The future of video marketing
You talked briefly about Gen Z, so what is the future of video marketing? Is it interactive storytelling? Netflix have done a few series that had interactive storytelling, is that going to be the future of video marketing, being able to choose your journey through video?
So we're figuring it out. There are a few things that I think are definites. And I think that there's a lot of bets, including us, we're doing more interactive and personalized. The two areas I think it's moving in are as follows. First, personalization of content.
One video to a million or 10 million people has been working for a century, but I think that's gonna change because, especially with the younger audience coming up where everything has been personalized to them, personalized content, personalized feed, personalized this and that, what do I like, what I dislike.
Personalized content, personalized promo spots, etc, are very important. Frankly, that's why I started or am CMO of The Video Bot that does exactly that, personal video message to each customer.
Then the interactive piece seemed like it was going to take off like a rocket five years ago, hasn't quite done it yet. I think it's a combination of two things. One is still that audience is still coming up into having the budget to be able to make purchase decisions, that it really is used to interactive. And then the rest, the 90% aren't even used to it yet, because people are watching interactive videos and don't quite know what to do with it.
Because we were watching for our whole lives in this lean-back mode. So I do think that personalized is a definite across content marketing. I think that the interactive piece, even if it's not inside the video certainly has to be outside of it, certainly has to be obvious pop-ups and obvious next steps is where it's going to start.
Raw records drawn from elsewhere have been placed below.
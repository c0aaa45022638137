//! Pass-through forwarding of one request to one worker.
//!
//! Request and response bodies are handed to hyper as streams, so neither is
//! buffered here and backpressure flows in both directions.

use hyper::client::HttpConnector;
use hyper::header::{HeaderMap, HeaderName};
use hyper::http::uri::InvalidUri;
use hyper::{Body, Client, Request, Response, Uri, Version};
use tracing::{debug, error, instrument, warn};

use crate::dispatcher::balancer::Balancer;
use crate::http::response::error_response;
use crate::http::ApiError;

/// Connection-scoped headers that must not be forwarded.
const HOP_BY_HOP: [&str; 8] = [
    "connection",
    "keep-alive",
    "proxy-authenticate",
    "proxy-authorization",
    "te",
    "trailer",
    "transfer-encoding",
    "upgrade",
];

fn strip_hop_by_hop(headers: &mut HeaderMap) {
    for name in HOP_BY_HOP {
        headers.remove(HeaderName::from_static(name));
    }
}

/// Rewrites `req` to target the worker on `127.0.0.1:port`, keeping method,
/// path, query, end-to-end headers and the (unread) body stream.
fn upstream_request(req: Request<Body>, port: u16) -> Result<Request<Body>, InvalidUri> {
    let (mut parts, body) = req.into_parts();
    let target = match parts.uri.path_and_query() {
        Some(path) => format!("http://127.0.0.1:{port}{path}"),
        None => format!("http://127.0.0.1:{port}/"),
    };
    parts.uri = target.parse::<Uri>()?;
    parts.version = Version::HTTP_11;
    strip_hop_by_hop(&mut parts.headers);
    Ok(Request::from_parts(parts, body))
}

pub struct Dispatcher {
    balancer: Balancer,
    client: Client<HttpConnector>,
}

impl Dispatcher {
    pub fn new(balancer: Balancer) -> Self {
        Self {
            balancer,
            client: Client::new(),
        }
    }

    /// Forwards one request and returns the worker's response unchanged apart
    /// from hop-by-hop headers. Failures are answered locally, never retried.
    #[instrument(skip_all, fields(method = %req.method(), path = %req.uri().path()))]
    pub async fn forward(&self, req: Request<Body>) -> Response<Body> {
        let Some(worker) = self.balancer.select() else {
            warn!(policy = ?self.balancer.policy(), "No ready worker");
            return error_response(&ApiError::NoWorkers);
        };

        let upstream = match upstream_request(req, worker.port) {
            Ok(upstream) => upstream,
            Err(e) => {
                error!(worker = worker.id, error = %e, "Failed to build upstream request");
                return error_response(&ApiError::Internal(e.to_string()));
            }
        };

        match self.client.request(upstream).await {
            Ok(mut response) => {
                debug!(worker = worker.id, status = %response.status(), "Forwarded");
                strip_hop_by_hop(response.headers_mut());
                response
            }
            Err(e) => {
                warn!(worker = worker.id, port = worker.port, error = %e, "Upstream request failed");
                error_response(&ApiError::UpstreamUnavailable)
            }
        }
    }
}

#[cfg(test)]
mod tests {
    use super::*;
    use hyper::header::{CONNECTION, CONTENT_TYPE, HOST};
    use hyper::Method;

    #[test]
    fn rewrites_target_and_drops_connection_headers() {
        let req = Request::builder()
            .method(Method::PUT)
            .uri("/api/resources/abc?x=1")
            .header(HOST, "example.com")
            .header(CONTENT_TYPE, "application/json")
            .header(CONNECTION, "keep-alive")
            .header("transfer-encoding", "chunked")
            .body(Body::from("{}"))
            .unwrap();

        let upstream = upstream_request(req, 4002).unwrap();
        assert_eq!(upstream.method(), Method::PUT);
        assert_eq!(upstream.uri(), "http://127.0.0.1:4002/api/resources/abc?x=1");
        assert_eq!(upstream.headers()[CONTENT_TYPE], "application/json");
        assert_eq!(upstream.headers()[HOST], "example.com");
        assert!(upstream.headers().get(CONNECTION).is_none());
        assert!(upstream.headers().get("transfer-encoding").is_none());
    }
}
The other thing is, I think the augmented reality and virtual reality, we all again, a lot of us in this area, thought that would have taken off like a rocket at this point, too. But it hasn't for many different reasons, it took a while just to even get QR codes to be recognized on our phone, that kind of a basic thing, point this at the sign.
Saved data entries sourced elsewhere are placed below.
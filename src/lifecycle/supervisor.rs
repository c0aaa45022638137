//! # Process Supervisor
//!
//! Spawns the worker processes, keeps the [`WorkerRegistry`] current and logs
//! every exit.
//!
//! Each worker slot is watched by its own task:
//!
//! ```text
//! starting ──(port accepts)──▶ ready ──(exit)──▶ dead
//!     │                          │                 │
//!     └────────(exit)────────────┼────────────────▶┘
//!                                └─(shutdown)─▶ draining ─▶ dead
//!
//! dead ──(restart policy, after backoff)──▶ starting
//! ```
//!
//! With [`RestartPolicy::Never`] (the default) a dead worker stays dead and the
//! dispatcher simply stops selecting it.
//!
//! Workers never talk to each other. Each one owns a private repository, so
//! with more than one worker a resource created through one worker is not
//! visible through another.

use std::ffi::OsString;
use std::net::SocketAddr;
use std::path::PathBuf;
use std::process::Stdio;
use std::sync::Arc;
use std::time::Duration;

use thiserror::Error;
use tokio::net::TcpStream;
use tokio::process::{Child, Command};
use tokio::sync::watch;
use tokio::task::JoinHandle;
use tokio::time::Instant;
use tracing::{debug, error, info, warn};

use crate::lifecycle::registry::{WorkerId, WorkerRegistry, WorkerState};

/// Environment variable carrying a worker's listening port.
pub const WORKER_PORT_ENV: &str = "WORKER_PORT";
/// Environment variable carrying a worker's slot number.
pub const WORKER_ID_ENV: &str = "WORKER_ID";

const READY_POLL_INTERVAL: Duration = Duration::from_millis(50);

#[derive(Debug, Error)]
pub enum SupervisorError {
    #[error("worker {id} would listen beyond port 65535 (base port {base_port})")]
    PortOutOfRange { base_port: u16, id: WorkerId },
    #[error("worker monitor task failed: {0}")]
    Monitor(#[from] tokio::task::JoinError),
}

/// Whether, and how fast, a dead worker slot is relaunched.
#[derive(Debug, Clone, Copy, PartialEq, Eq)]
pub enum RestartPolicy {
    /// A dead worker stays dead.
    Never,
    /// Relaunch after `initial`, doubling per consecutive failed launch up to
    /// `max`. The doubling resets once a launch reaches `ready`.
    Backoff {
        initial: Duration,
        max: Duration,
        max_restarts: Option<u32>,
    },
}

impl RestartPolicy {
    /// Delay before the next launch, or `None` when the slot must stay dead.
    ///
    /// `consecutive` counts restarts since the slot was last ready; `total`
    /// counts every restart of the slot.
    pub fn delay(&self, consecutive: u32, total: u32) -> Option<Duration> {
        match *self {
            RestartPolicy::Never => None,
            RestartPolicy::Backoff { initial, max, max_restarts } => {
                if max_restarts.is_some_and(|limit| total >= limit) {
                    return None;
                }
                let factor = 2u32.saturating_pow(consecutive);
                Some(initial.saturating_mul(factor).min(max))
            }
        }
    }
}

/// The command that starts one worker process.
///
/// The supervisor adds the slot's port and id through [`WORKER_PORT_ENV`] and
/// [`WORKER_ID_ENV`].
#[derive(Debug, Clone)]
pub struct WorkerLaunch {
    pub program: PathBuf,
    pub args: Vec<OsString>,
}

impl WorkerLaunch {
    fn command(&self, id: WorkerId, port: u16) -> Command {
        let mut command = Command::new(&self.program);
        command
            .args(&self.args)
            .env(WORKER_PORT_ENV, port.to_string())
            .env(WORKER_ID_ENV, id.to_string())
            .stdin(Stdio::null())
            .kill_on_drop(true);
        // Own process group: a terminal Ctrl-C reaches only the supervisor,
        // which then stops the workers itself.
        #[cfg(unix)]
        command.process_group(0);
        command
    }
}

#[derive(Debug, Clone)]
pub struct SupervisorConfig {
    pub worker_count: usize,
    /// Worker `i` listens on `base_port + i`.
    pub base_port: u16,
    pub launch: WorkerLaunch,
    pub restart: RestartPolicy,
    /// How long a launch may take to accept connections before it is killed.
    pub ready_timeout: Duration,
}

/// Default worker count: available parallelism minus the dispatcher's share.
pub fn default_worker_count() -> usize {
    std::thread::available_parallelism()
        .map(|n| n.get().saturating_sub(1))
        .unwrap_or(1)
        .max(1)
}

pub struct Supervisor {
    config: Arc<SupervisorConfig>,
    registry: WorkerRegistry,
}

impl Supervisor {
    pub fn new(config: SupervisorConfig, registry: WorkerRegistry) -> Self {
        Self {
            config: Arc::new(config),
            registry,
        }
    }

    /// Registers every slot and launches its worker.
    pub fn start(self) -> Result<SupervisorHandle, SupervisorError> {
        let Self { config, registry } = self;

        let mut slots = Vec::with_capacity(config.worker_count);
        for id in 1..=config.worker_count {
            let port = u16::try_from(id)
                .ok()
                .and_then(|offset| config.base_port.checked_add(offset))
                .ok_or(SupervisorError::PortOutOfRange { base_port: config.base_port, id })?;
            slots.push((id, port));
        }

        info!(workers = config.worker_count, restart = ?config.restart, "Starting workers");
        if config.worker_count > 1 {
            warn!(
                workers = config.worker_count,
                "Each worker keeps its own resources; clients must stick to one worker or run a single worker"
            );
        }

        let (shutdown, shutdown_rx) = watch::channel(false);
        let handles = slots
            .into_iter()
            .map(|(id, port)| {
                registry.register(id, port);
                tokio::spawn(supervise_slot(
                    id,
                    port,
                    config.clone(),
                    registry.clone(),
                    shutdown_rx.clone(),
                ))
            })
            .collect();

        Ok(SupervisorHandle {
            registry,
            shutdown,
            handles,
        })
    }
}

/// Running supervisor. Dropping it without [`SupervisorHandle::shutdown`]
/// still kills the children, since they are spawned with kill-on-drop.
pub struct SupervisorHandle {
    registry: WorkerRegistry,
    shutdown: watch::Sender<bool>,
    handles: Vec<JoinHandle<()>>,
}

impl SupervisorHandle {
    pub fn registry(&self) -> WorkerRegistry {
        self.registry.clone()
    }

    /// Drains and kills every worker, then waits for the monitor tasks.
    pub async fn shutdown(self) -> Result<(), SupervisorError> {
        info!("Stopping workers...");
        let _ = self.shutdown.send(true);
        for handle in self.handles {
            handle.await?;
        }
        info!("All workers stopped");
        Ok(())
    }
}

enum LaunchOutcome {
    /// The process ended on its own (or failed to start).
    Exited { was_ready: bool },
    /// The supervisor is shutting down.
    Stopped,
}

async fn supervise_slot(
    id: WorkerId,
    port: u16,
    config: Arc<SupervisorConfig>,
    registry: WorkerRegistry,
    mut shutdown: watch::Receiver<bool>,
) {
    let mut consecutive = 0u32;
    loop {
        if *shutdown.borrow() {
            registry.transition(id, WorkerState::Dead);
            return;
        }
        registry.transition(id, WorkerState::Starting);

        let outcome = if port_accepts(port).await {
            error!(worker = id, port, "Port already in use; worker not launched");
            registry.set_pid(id, None);
            registry.transition(id, WorkerState::Dead);
            LaunchOutcome::Exited { was_ready: false }
        } else {
            launch(id, port, &config, &registry, &mut shutdown).await
        };

        match outcome {
            LaunchOutcome::Stopped => return,
            LaunchOutcome::Exited { was_ready: true } => consecutive = 0,
            LaunchOutcome::Exited { was_ready: false } => {}
        }

        if *shutdown.borrow() {
            registry.transition(id, WorkerState::Dead);
            return;
        }

        let total = registry.get(id).map(|w| w.restarts).unwrap_or(0);
        let Some(delay) = config.restart.delay(consecutive, total) else {
            info!(worker = id, restarts = total, "Worker will not be restarted");
            return;
        };

        info!(worker = id, delay_ms = delay.as_millis() as u64, "Restarting worker after backoff");
        tokio::select! {
            _ = tokio::time::sleep(delay) => {}
            _ = shutdown.changed() => {
                return;
            }
        }
        consecutive = consecutive.saturating_add(1);
        registry.record_restart(id);
    }
}

async fn launch(
    id: WorkerId,
    port: u16,
    config: &SupervisorConfig,
    registry: &WorkerRegistry,
    shutdown: &mut watch::Receiver<bool>,
) -> LaunchOutcome {
    match config.launch.command(id, port).spawn() {
        Ok(child) => run_child(id, port, child, registry, shutdown, config.ready_timeout).await,
        Err(e) => {
            error!(worker = id, program = %config.launch.program.display(), error = %e, "Failed to spawn worker");
            registry.set_pid(id, None);
            registry.transition(id, WorkerState::Dead);
            LaunchOutcome::Exited { was_ready: false }
        }
    }
}

async fn run_child(
    id: WorkerId,
    port: u16,
    mut child: Child,
    registry: &WorkerRegistry,
    shutdown: &mut watch::Receiver<bool>,
    ready_timeout: Duration,
) -> LaunchOutcome {
    let pid = child.id();
    registry.set_pid(id, pid);
    info!(worker = id, port, pid, "Worker spawned");

    let probe = wait_until_listening(port, ready_timeout);
    tokio::pin!(probe);
    let mut probing = true;
    let mut ready = false;

    loop {
        tokio::select! {
            status = child.wait() => {
                registry.transition(id, WorkerState::Dead);
                match status {
                    Ok(status) => warn!(worker = id, pid, %status, "Worker exited"),
                    Err(e) => error!(worker = id, pid, error = %e, "Failed to wait for worker"),
                }
                return LaunchOutcome::Exited { was_ready: ready };
            }
            listening = &mut probe, if probing => {
                probing = false;
                // Someone else may hold the port; only a child that is still
                // running can be the one answering.
                let alive = matches!(child.try_wait(), Ok(None));
                if listening && alive {
                    ready = true;
                    registry.transition(id, WorkerState::Ready);
                    info!(worker = id, port, pid, "Worker ready");
                } else if !alive {
                    debug!(worker = id, port, pid, "Worker exited while its port was probed");
                } else {
                    warn!(worker = id, port, pid, timeout_ms = ready_timeout.as_millis() as u64, "Worker did not become ready; killing it");
                    if let Err(e) = child.start_kill() {
                        error!(worker = id, pid, error = %e, "Failed to kill worker");
                    }
                }
            }
            _ = shutdown.changed() => {
                registry.transition(id, WorkerState::Draining);
                info!(worker = id, pid, "Stopping worker");
                if let Err(e) = child.kill().await {
                    warn!(worker = id, pid, error = %e, "Failed to kill worker");
                }
                registry.transition(id, WorkerState::Dead);
                return LaunchOutcome::Stopped;
            }
        }
    }
}

async fn port_accepts(port: u16) -> bool {
    TcpStream::connect(SocketAddr::from(([127, 0, 0, 1], port))).await.is_ok()
}

/// Polls the worker's loopback port until it accepts a connection.
async fn wait_until_listening(port: u16, timeout: Duration) -> bool {
    let deadline = Instant::now() + timeout;
    loop {
        if port_accepts(port).await {
            return true;
        }
        if Instant::now() >= deadline {
            return false;
        }
        tokio::time::sleep(READY_POLL_INTERVAL).await;
    }
}
//! Command-line and environment configuration.
//!
//! Every option can be given as a flag or through the environment variable
//! named next to it. Worker processes inherit the supervisor's environment, and
//! the HTTP limits are also forwarded explicitly (see [`HttpArgs::to_args`]) so
//! that flags given to the supervisor reach its workers.

use std::ffi::OsString;
use std::net::SocketAddr;
use std::time::Duration;

use clap::{Args, Parser, Subcommand};

use crate::dispatcher::SelectionPolicy;
use crate::http::BodyLimits;
use crate::lifecycle::{default_worker_count, RestartPolicy, SupervisorConfig, WorkerId, WorkerLaunch};

/// CRUD service for tagged, counted resources, served by a pool of worker
/// processes behind one dispatcher.
#[derive(Debug, Parser)]
#[command(name = "resource-cluster", version)]
pub struct Cli {
    /// Public port of the dispatcher (or of the single process in `serve` mode)
    #[arg(long, env = "PORT", default_value_t = 4000)]
    pub port: u16,

    #[command(flatten)]
    pub http: HttpArgs,

    #[command(flatten)]
    pub cluster: ClusterArgs,

    /// Run mode; without one the process supervises workers behind the dispatcher
    #[command(subcommand)]
    pub command: Option<Command>,
}

#[derive(Debug, Subcommand)]
pub enum Command {
    /// Serve the API from this process alone, without workers
    Serve,
    /// Run one supervised worker (started by the supervisor, not by hand)
    #[command(hide = true)]
    Worker(WorkerArgs),
}

impl Cli {
    /// Address of the public listener.
    pub fn public_addr(&self) -> SocketAddr {
        SocketAddr::from(([0, 0, 0, 0], self.port))
    }
}

#[derive(Debug, Clone, Args)]
pub struct HttpArgs {
    /// Largest accepted request body, in bytes
    #[arg(long, env = "MAX_BODY_BYTES", default_value_t = 1024 * 1024)]
    pub max_body_bytes: usize,

    /// How long a request body may take to arrive, in milliseconds
    #[arg(long, env = "BODY_TIMEOUT_MS", default_value_t = 10_000)]
    pub body_timeout_ms: u64,
}

impl HttpArgs {
    pub fn limits(&self) -> BodyLimits {
        BodyLimits {
            max_bytes: self.max_body_bytes,
            timeout: Duration::from_millis(self.body_timeout_ms),
        }
    }

    /// The same settings as command-line flags for a worker process.
    pub fn to_args(&self) -> Vec<OsString> {
        vec![
            "--max-body-bytes".into(),
            self.max_body_bytes.to_string().into(),
            "--body-timeout-ms".into(),
            self.body_timeout_ms.to_string().into(),
        ]
    }
}

#[derive(Debug, Clone, Args)]
pub struct ClusterArgs {
    /// Number of worker processes [default: available parallelism - 1, at least 1]
    #[arg(long, env = "WORKERS", value_parser = clap::value_parser!(u16).range(1..))]
    pub workers: Option<u16>,

    /// How the dispatcher picks a worker for each request
    #[arg(long, env = "BALANCE", value_enum, default_value_t = SelectionPolicy::RoundRobin)]
    pub balance: SelectionPolicy,

    /// Relaunch workers that exit, with exponential backoff
    #[arg(long, env = "RESTART_WORKERS")]
    pub restart: bool,

    /// First restart delay, in milliseconds
    #[arg(long, env = "RESTART_BACKOFF_MS", default_value_t = 500)]
    pub restart_backoff_ms: u64,

    /// Upper bound for the restart delay, in milliseconds
    #[arg(long, env = "RESTART_BACKOFF_MAX_MS", default_value_t = 30_000)]
    pub restart_backoff_max_ms: u64,

    /// Stop relaunching a worker after this many restarts
    #[arg(long, env = "MAX_RESTARTS")]
    pub max_restarts: Option<u32>,

    /// How long a worker may take to accept connections, in milliseconds
    #[arg(long, env = "READY_TIMEOUT_MS", default_value_t = 10_000)]
    pub ready_timeout_ms: u64,
}

impl ClusterArgs {
    pub fn worker_count(&self) -> usize {
        self.workers.map(usize::from).unwrap_or_else(default_worker_count)
    }

    pub fn restart_policy(&self) -> RestartPolicy {
        if !self.restart {
            return RestartPolicy::Never;
        }
        let initial = Duration::from_millis(self.restart_backoff_ms);
        RestartPolicy::Backoff {
            initial,
            max: Duration::from_millis(self.restart_backoff_max_ms).max(initial),
            max_restarts: self.max_restarts,
        }
    }

    pub fn supervisor_config(&self, base_port: u16, launch: WorkerLaunch) -> SupervisorConfig {
        SupervisorConfig {
            worker_count: self.worker_count(),
            base_port,
            launch,
            restart: self.restart_policy(),
            ready_timeout: Duration::from_millis(self.ready_timeout_ms),
        }
    }
}

#[derive(Debug, Clone, Args)]
pub struct WorkerArgs {
    /// Loopback port to listen on
    #[arg(long, env = "WORKER_PORT")]
    pub worker_port: u16,

    /// Slot number assigned by the supervisor
    #[arg(long, env = "WORKER_ID", default_value_t = 0)]
    pub worker_id: WorkerId,
}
So I think that's moving along slowly, but the gamification of marketing and the gamification of videos, and literally, I'm talking using game engines like epic engine and these kinds of things, where people are getting more immersed in these worlds, that's going to catch on more and more. It won't happen through $2,000 goggles is my guess. The price points of those will come way down, that'll be helpful.
The more we can do it just in our regular world, the AR, the augmented reality, I think that's going to lead to it, and again, these are just my guesses. But I would say those are the four areas that marketing video is moving in and I think it all comes under gamification, which is in the next steps, immersive, immersed in a world, personalized to you and interactive and you can take advantage of things.